PIC RC servos and RC speed controllers used in the Radio Control hobby.

RC or R/C (Radio Control) servos and RC motor speed controllers are used in the radio control hobby to control things like RC Cars, RC airplanes, boats, robots, etc.

Servos are used for there positioning capability and strength. Small, regular sized servos can be bought at a local hobby store for $10 or less. Of course there are more expansive ones depending on the quality and size. These servos normally plug into your radio control receiver, but today we will connect it to your PIC.

I will mostly be talking about RC servos, but you will also be able to connect a RC speed controller since they use the same technology. These speed controllers are made up of power MOS FETs to allow 12v at 50A+ to control the speed of a motor via PWM.

The only way to really know how something really works is to take it apart! I found some gears, a potentiometer some electronics and a motor. The servos gears are to give it the strength it needs to move whatever it is you want to move in your project. The servo knows it's position by reading a voltage off the potentiometer that gets turned by the gears which of course gets turned by the motor. After a signal is given, the servo will move to the correct location.
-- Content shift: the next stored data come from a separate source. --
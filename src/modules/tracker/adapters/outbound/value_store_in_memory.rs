// In memory implementation of the ValueStore port.
//
// Purpose
// - Support importer tests and the local binary without a database.
//
// Responsibilities
// - Keep one data value per (event, data element).
// - Simulate an unreachable backend, immediately or after a number of writes.

use crate::modules::tracker::adapters::outbound::value_store::{ValueStore, ValueStoreError};
use crate::modules::tracker::core::data_value::{DataValue, DataValueKey};
use std::collections::BTreeMap;
use std::sync::atomic::{AtomicBool, AtomicI64, AtomicU64, Ordering};
use std::time::Duration;
use tokio::sync::RwLock;

pub struct InMemoryValueStore {
    values: RwLock<BTreeMap<DataValueKey, DataValue>>,
    is_offline: AtomicBool,
    writes_until_offline: AtomicI64,
    delay_ms: AtomicU64,
}

impl Default for InMemoryValueStore {
    fn default() -> Self {
        Self {
            values: RwLock::new(BTreeMap::new()),
            is_offline: AtomicBool::new(false),
            writes_until_offline: AtomicI64::new(-1),
            delay_ms: AtomicU64::new(0),
        }
    }
}

impl InMemoryValueStore {
    pub fn new() -> Self {
        Self::default()
    }

    pub fn toggle_offline(&self) {
        self.is_offline.fetch_xor(true, Ordering::SeqCst);
    }

    /// Accept `writes` more puts or deletes, then behave as offline.
    pub fn go_offline_after(&self, writes: i64) {
        self.writes_until_offline.store(writes, Ordering::SeqCst);
    }

    /// Delay every read, widening the window between a read and the write that follows it.
    pub fn set_delay_ms(&self, ms: u64) {
        self.delay_ms.store(ms, Ordering::SeqCst);
    }

    pub async fn len(&self) -> usize {
        self.values.read().await.len()
    }

    pub async fn is_empty(&self) -> bool {
        self.values.read().await.is_empty()
    }

    pub async fn snapshot(&self) -> Vec<DataValue> {
        self.values.read().await.values().cloned().collect()
    }

    fn ensure_online(&self) -> Result<(), ValueStoreError> {
        if self.is_offline.load(Ordering::SeqCst) {
            return Err(ValueStoreError::Unavailable("Value store offline".into()));
        }
        Ok(())
    }

    fn ensure_writable(&self) -> Result<(), ValueStoreError> {
        self.ensure_online()?;
        // negative means unlimited and is left untouched
        let claimed = self.writes_until_offline.fetch_update(
            Ordering::SeqCst,
            Ordering::SeqCst,
            |remaining| (remaining > 0).then(|| remaining - 1),
        );
        if claimed == Err(0) {
            self.is_offline.store(true, Ordering::SeqCst);
            return Err(ValueStoreError::Unavailable("Value store offline".into()));
        }
        Ok(())
    }
}

#[async_trait::async_trait]
impl ValueStore for InMemoryValueStore {
    async fn get(&self, key: &DataValueKey) -> Result<Option<DataValue>, ValueStoreError> {
        self.ensure_online()?;
        let delay = self.delay_ms.load(Ordering::SeqCst);
        if delay > 0 {
            tokio::time::sleep(Duration::from_millis(delay)).await;
        }
        Ok(self.values.read().await.get(key).cloned())
    }

    async fn put(&self, value: DataValue) -> Result<(), ValueStoreError> {
        self.ensure_writable()?;
        self.values.write().await.insert(value.key(), value);
        Ok(())
    }

    async fn delete(&self, key: &DataValueKey) -> Result<(), ValueStoreError> {
        self.ensure_writable()?;
        self.values.write().await.remove(key);
        Ok(())
    }
}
To control a servo, we need to send it a PWM (pulse width modulation) signal. Thankfully it will all be taken care of by the Jallib library I have created. A pulse will be sent every 20ms, and each pulse will be a width between 0.5ms and 2.5ms. The pulse width will vary depending on the position you have chosen. Servo pulse width required can very depending on the servo manufacturer, therefore the library has been created with some default values that you may change to get a full movement from left to right.

Here's a YouTube video of one servo moving and it's signal on my oscilloscope: http://www.youtube.com/watch?v=zA3anG0YZD4

Servos come with a verity of connector types but always have 3 wires. One is ground, one is power and the other is signal.

Here's an image of my RC servo connector (left), I will use some pins (right), to plug my servo into my breadboard.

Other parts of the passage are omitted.